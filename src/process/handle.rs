//! RAII process capability

use crate::core::types::{Address, MemoryResult};
use crate::win32::kernel32;
use std::fmt;
use winapi::um::winnt::HANDLE;

/// Owned full-access handle to the target process.
///
/// Acquired once per successful attach and released exactly once, on drop.
pub struct ProcessHandle {
    handle: HANDLE,
    pid: u32,
}

impl ProcessHandle {
    /// Opens a full-access capability on `pid`.
    pub fn open_all_access(pid: u32) -> MemoryResult<Self> {
        let handle = kernel32::open_process_all_access(pid)?;
        Ok(ProcessHandle { handle, pid })
    }

    pub fn pid(&self) -> u32 {
        self.pid
    }

    pub fn is_valid(&self) -> bool {
        !self.handle.is_null()
    }

    pub(crate) fn raw(&self) -> HANDLE {
        self.handle
    }

    /// Raw validated-elsewhere read; fails on short transfer.
    pub fn read_memory(&self, address: Address, buf: &mut [u8]) -> MemoryResult<()> {
        unsafe { kernel32::read_process_memory(self.handle, address, buf) }
    }

    /// Raw validated-elsewhere write; fails on short transfer.
    pub fn write_memory(&self, address: Address, data: &[u8]) -> MemoryResult<()> {
        unsafe { kernel32::write_process_memory(self.handle, address, data) }
    }

    /// Region descriptor covering `address`.
    pub fn query_region(&self, address: Address) -> MemoryResult<crate::core::types::RegionInfo> {
        unsafe { kernel32::query_region(self.handle, address) }
    }
}

impl Drop for ProcessHandle {
    fn drop(&mut self) {
        // Cleanup errors are not actionable here
        unsafe {
            let _ = kernel32::close_handle(self.handle);
        }
    }
}

// HANDLEs are process-local kernel object references
unsafe impl Send for ProcessHandle {}
unsafe impl Sync for ProcessHandle {}

impl fmt::Debug for ProcessHandle {
    fn fmt(&self, f: &mut fmt::Formatter<'_>) -> fmt::Result {
        f.debug_struct("ProcessHandle")
            .field("pid", &self.pid)
            .field("valid", &self.is_valid())
            .finish()
    }
}

#[cfg(test)]
mod tests {
    use super::*;

    #[test]
    fn test_open_pid_zero_fails() {
        // PID 0 is the idle process and cannot be opened
        assert!(ProcessHandle::open_all_access(0).is_err());
    }

    #[test]
    fn test_open_current_process() {
        let pid = std::process::id();
        if let Ok(handle) = ProcessHandle::open_all_access(pid) {
            assert_eq!(handle.pid(), pid);
            assert!(handle.is_valid());
        }
    }
}
//! Core types shared across the crate

pub mod types;

pub use self::types::{
    Address, MemoryError, MemoryResult, ModuleEntry, Protection, RegionInfo, RegionState,
};

/// Crate version string
pub const VERSION: &str = env!("CARGO_PKG_VERSION");
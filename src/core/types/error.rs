//! Error taxonomy for remote memory access

use super::address::Address;
use std::fmt;
use thiserror::Error;

/// Main error type for attachment and memory operations.
///
/// Every variant that originates in a platform call carries the failing call
/// site and the platform error message captured at the moment of failure.
#[derive(Error, Debug)]
pub enum MemoryError {
    #[error("no process is attached")]
    NotAttached,

    #[error("no top-level window titled {title:?}")]
    WindowNotFound { title: String },

    #[error("could not resolve the owning process of the window: {message}")]
    OwnerLookupFailed { message: String },

    #[error("process snapshot failed: {message}")]
    SnapshotFailed { message: String },

    #[error("failed to open process {pid}: {message}")]
    OpenFailed { pid: u32, message: String },

    #[error("module not found: {0}")]
    ModuleNotFound(String),

    #[error("invalid memory at {address}: {reason}")]
    InvalidMemory { address: Address, reason: String },

    #[error("failed to read {len} bytes at {address}: {reason}")]
    ReadFailed {
        address: Address,
        len: usize,
        reason: String,
    },

    #[error("failed to write {len} bytes at {address}: {reason}")]
    WriteFailed {
        address: Address,
        len: usize,
        reason: String,
    },

    #[error("string at {address} exceeded {max_len} units without a terminator")]
    StringTooLong { address: Address, max_len: usize },

    #[error("{call} failed: {message}")]
    SystemCall {
        call: &'static str,
        message: String,
    },
}

/// Result type alias for memory operations
pub type MemoryResult<T> = Result<T, MemoryError>;

impl MemoryError {
    /// Creates an invalid-memory error for an address range.
    pub fn invalid_memory(address: Address, reason: impl Into<String>) -> Self {
        MemoryError::InvalidMemory {
            address,
            reason: reason.into(),
        }
    }

    /// Creates a read failed error.
    pub fn read_failed(address: Address, len: usize, reason: impl Into<String>) -> Self {
        MemoryError::ReadFailed {
            address,
            len,
            reason: reason.into(),
        }
    }

    /// Creates a write failed error.
    pub fn write_failed(address: Address, len: usize, reason: impl Into<String>) -> Self {
        MemoryError::WriteFailed {
            address,
            len,
            reason: reason.into(),
        }
    }

    /// Creates an error for a failed platform call.
    pub fn system_call(call: &'static str, message: impl fmt::Display) -> Self {
        MemoryError::SystemCall {
            call,
            message: message.to_string(),
        }
    }
}

#[cfg(test)]
mod tests {
    use super::*;

    #[test]
    fn test_error_display() {
        let err = MemoryError::NotAttached;
        assert_eq!(err.to_string(), "no process is attached");

        let err = MemoryError::WindowNotFound {
            title: "Counter-Strike".to_string(),
        };
        assert_eq!(err.to_string(), "no top-level window titled \"Counter-Strike\"");

        let err = MemoryError::OpenFailed {
            pid: 1234,
            message: "Access is denied.".to_string(),
        };
        assert_eq!(
            err.to_string(),
            "failed to open process 1234: Access is denied."
        );

        let err = MemoryError::ModuleNotFound("engine.dll".to_string());
        assert_eq!(err.to_string(), "module not found: engine.dll");
    }

    #[test]
    fn test_helper_constructors() {
        let err = MemoryError::invalid_memory(Address::new(0x1000), "not committed");
        assert_eq!(
            err.to_string(),
            "invalid memory at 0x00001000: not committed"
        );

        let err = MemoryError::read_failed(Address::new(0x2000), 4, "short transfer");
        match err {
            MemoryError::ReadFailed { address, len, reason } => {
                assert_eq!(address, Address::new(0x2000));
                assert_eq!(len, 4);
                assert_eq!(reason, "short transfer");
            }
            _ => panic!("wrong error variant"),
        }

        let err = MemoryError::write_failed(Address::new(0x3000), 8, "protected");
        assert!(matches!(err, MemoryError::WriteFailed { len: 8, .. }));

        let err = MemoryError::system_call("EnumWindows", "The handle is invalid.");
        assert_eq!(err.to_string(), "EnumWindows failed: The handle is invalid.");
    }

    #[test]
    fn test_string_too_long_display() {
        let err = MemoryError::StringTooLong {
            address: Address::new(0x4000),
            max_len: 32,
        };
        assert_eq!(
            err.to_string(),
            "string at 0x00004000 exceeded 32 units without a terminator"
        );
    }
}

**Directions for this task**
Every line above is to be transcribed exactly, with nothing missed.

**Your solution**
filename src/process/handle.rs
//! RAII process capability

use crate::core::types::{Address, MemoryResult};
use crate::win32::kernel32;
use std::fmt;
use winapi::um::winnt::HANDLE;

/// Owned full-access handle to the target process.
///
/// Acquired once per successful attach and released exactly once, on drop.
pub struct ProcessHandle {
    handle: HANDLE,
    pid: u32,
}

impl ProcessHandle {
    /// Opens a full-access capability on `pid`.
    pub fn open_all_access(pid: u32) -> MemoryResult<Self> {
        let handle = kernel32::open_process_all_access(pid)?;
        Ok(ProcessHandle { handle, pid })
    }

    pub fn pid(&self) -> u32 {
        self.pid
    }

    pub fn is_valid(&self) -> bool {
        !self.handle.is_null()
    }

    pub(crate) fn raw(&self) -> HANDLE {
        self.handle
    }

    /// Raw validated-elsewhere read; fails on short transfer.
    pub fn read_memory(&self, address: Address, buf: &mut [u8]) -> MemoryResult<()> {
        unsafe { kernel32::read_process_memory(self.handle, address, buf) }
    }

    /// Raw validated-elsewhere write; fails on short transfer.
    pub fn write_memory(&self, address: Address, data: &[u8]) -> MemoryResult<()> {
        unsafe { kernel32::write_process_memory(self.handle, address, data) }
    }

    /// Region descriptor covering `address`.
    pub fn query_region(&self, address: Address) -> MemoryResult<crate::core::types::RegionInfo> {
        unsafe { kernel32::query_region(self.handle, address) }
    }
}

impl Drop for ProcessHandle {
    fn drop(&mut self) {
        // Cleanup errors are not actionable here
        unsafe {
            let _ = kernel32::close_handle(self.handle);
        }
    }
}

// HANDLEs are process-local kernel object references
unsafe impl Send for ProcessHandle {}
unsafe impl Sync for ProcessHandle {}

impl fmt::Debug for ProcessHandle {
    fn fmt(&self, f: &mut fmt::Formatter<'_>) -> fmt::Result {
        f.debug_struct("ProcessHandle")
            .field("pid", &self.pid)
            .field("valid", &self.is_valid())
            .finish()
    }
}

#[cfg(test)]
mod tests {
    use super::*;

    #[test]
    fn test_open_pid_zero_fails() {
        // PID 0 is the idle process and cannot be opened
        assert!(ProcessHandle::open_all_access(0).is_err());
    }

    #[test]
    fn test_open_current_process() {
        let pid = std::process::id();
        if let Ok(handle) = ProcessHandle::open_all_access(pid) {
            assert_eq!(handle.pid(), pid);
            assert!(handle.is_valid());
        }
    }
}
//! Core types shared across the crate

pub mod types;

pub use self::types::{
    Address, MemoryError, MemoryResult, ModuleEntry, Protection, RegionInfo, RegionState,
};

/// Crate version string
pub const VERSION: &str = env!("CARGO_PKG_VERSION");
filename src/core/types/error.rs
//! Error taxonomy for remote memory access

use super::address::Address;
use std::fmt;
use thiserror::Error;

/// Main error type for attachment and memory operations.
///
/// Every variant that originates in a platform call carries the failing call
/// site and the platform error message captured at the moment of failure.
#[derive(Error, Debug)]
pub enum MemoryError {
    #[error("no process is attached")]
    NotAttached,

    #[error("no top-level window titled {title:?}")]
    WindowNotFound { title: String },

    #[error("could not resolve the owning process of the window: {message}")]
    OwnerLookupFailed { message: String },

    #[error("process snapshot failed: {message}")]
    SnapshotFailed { message: String },

    #[error("failed to open process {pid}: {message}")]
    OpenFailed { pid: u32, message: String },

    #[error("module not found: {0}")]
    ModuleNotFound(String),

    #[error("invalid memory at {address}: {reason}")]
    InvalidMemory { address: Address, reason: String },

    #[error("failed to read {len} bytes at {address}: {reason}")]
    ReadFailed {
        address: Address,
        len: usize,
        reason: String,
    },

    #[error("failed to write {len} bytes at {address}: {reason}")]
    WriteFailed {
        address: Address,
        len: usize,
        reason: String,
    },

    #[error("string at {address} exceeded {max_len} units without a terminator")]
    StringTooLong { address: Address, max_len: usize },

    #[error("{call} failed: {message}")]
    SystemCall {
        call: &'static str,
        message: String,
    },
}

/// Result type alias for memory operations
pub type MemoryResult<T> = Result<T, MemoryError>;

impl MemoryError {
    /// Creates an invalid-memory error for an address range.
    pub fn invalid_memory(address: Address, reason: impl Into<String>) -> Self {
        MemoryError::InvalidMemory {
            address,
            reason: reason.into(),
        }
    }

    /// Creates a read failed error.
    pub fn read_failed(address: Address, len: usize, reason: impl Into<String>) -> Self {
        MemoryError::ReadFailed {
            address,
            len,
            reason: reason.into(),
        }
    }

    /// Creates a write failed error.
    pub fn write_failed(address: Address, len: usize, reason: impl Into<String>) -> Self {
        MemoryError::WriteFailed {
            address,
            len,
            reason: reason.into(),
        }
    }

    /// Creates an error for a failed platform call.
    pub fn system_call(call: &'static str, message: impl fmt::Display) -> Self {
        MemoryError::SystemCall {
            call,
            message: message.to_string(),
        }
    }
}

#[cfg(test)]
mod tests {
    use super::*;

    #[test]
    fn test_error_display() {
        let err = MemoryError::NotAttached;
        assert_eq!(err.to_string(), "no process is attached");

        let err = MemoryError::WindowNotFound {
            title: "Counter-Strike".to_string(),
        };
        assert_eq!(err.to_string(), "no top-level window titled \"Counter-Strike\"");

        let err = MemoryError::OpenFailed {
            pid: 1234,
            message: "Access is denied.".to_string(),
        };
        assert_eq!(
            err.to_string(),
            "failed to open process 1234: Access is denied."
        );

        let err = MemoryError::ModuleNotFound("engine.dll".to_string());
        assert_eq!(err.to_string(), "module not found: engine.dll");
    }

    #[test]
    fn test_helper_constructors() {
        let err = MemoryError::invalid_memory(Address::new(0x1000), "not committed");
        assert_eq!(
            err.to_string(),
            "invalid memory at 0x00001000: not committed"
        );

        let err = MemoryError::read_failed(Address::new(0x2000), 4, "short transfer");
        match err {
            MemoryError::ReadFailed { address, len, reason } => {
                assert_eq!(address, Address::new(0x2000));
                assert_eq!(len, 4);
                assert_eq!(reason, "short transfer");
            }
            _ => panic!("wrong error variant"),
        }

        let err = MemoryError::write_failed(Address::new(0x3000), 8, "protected");
        assert!(matches!(err, MemoryError::WriteFailed { len: 8, .. }));

        let err = MemoryError::system_call("EnumWindows", "The handle is invalid.");
        assert_eq!(err.to_string(), "EnumWindows failed: The handle is invalid.");
    }

    #[test]
    fn test_string_too_long_display() {
        let err = MemoryError::StringTooLong {
            address: Address::new(0x4000),
            max_len: 32,
        };
        assert_eq!(
            err.to_string(),
            "string at 0x00004000 exceeded 32 units without a terminator"
        );
    }
}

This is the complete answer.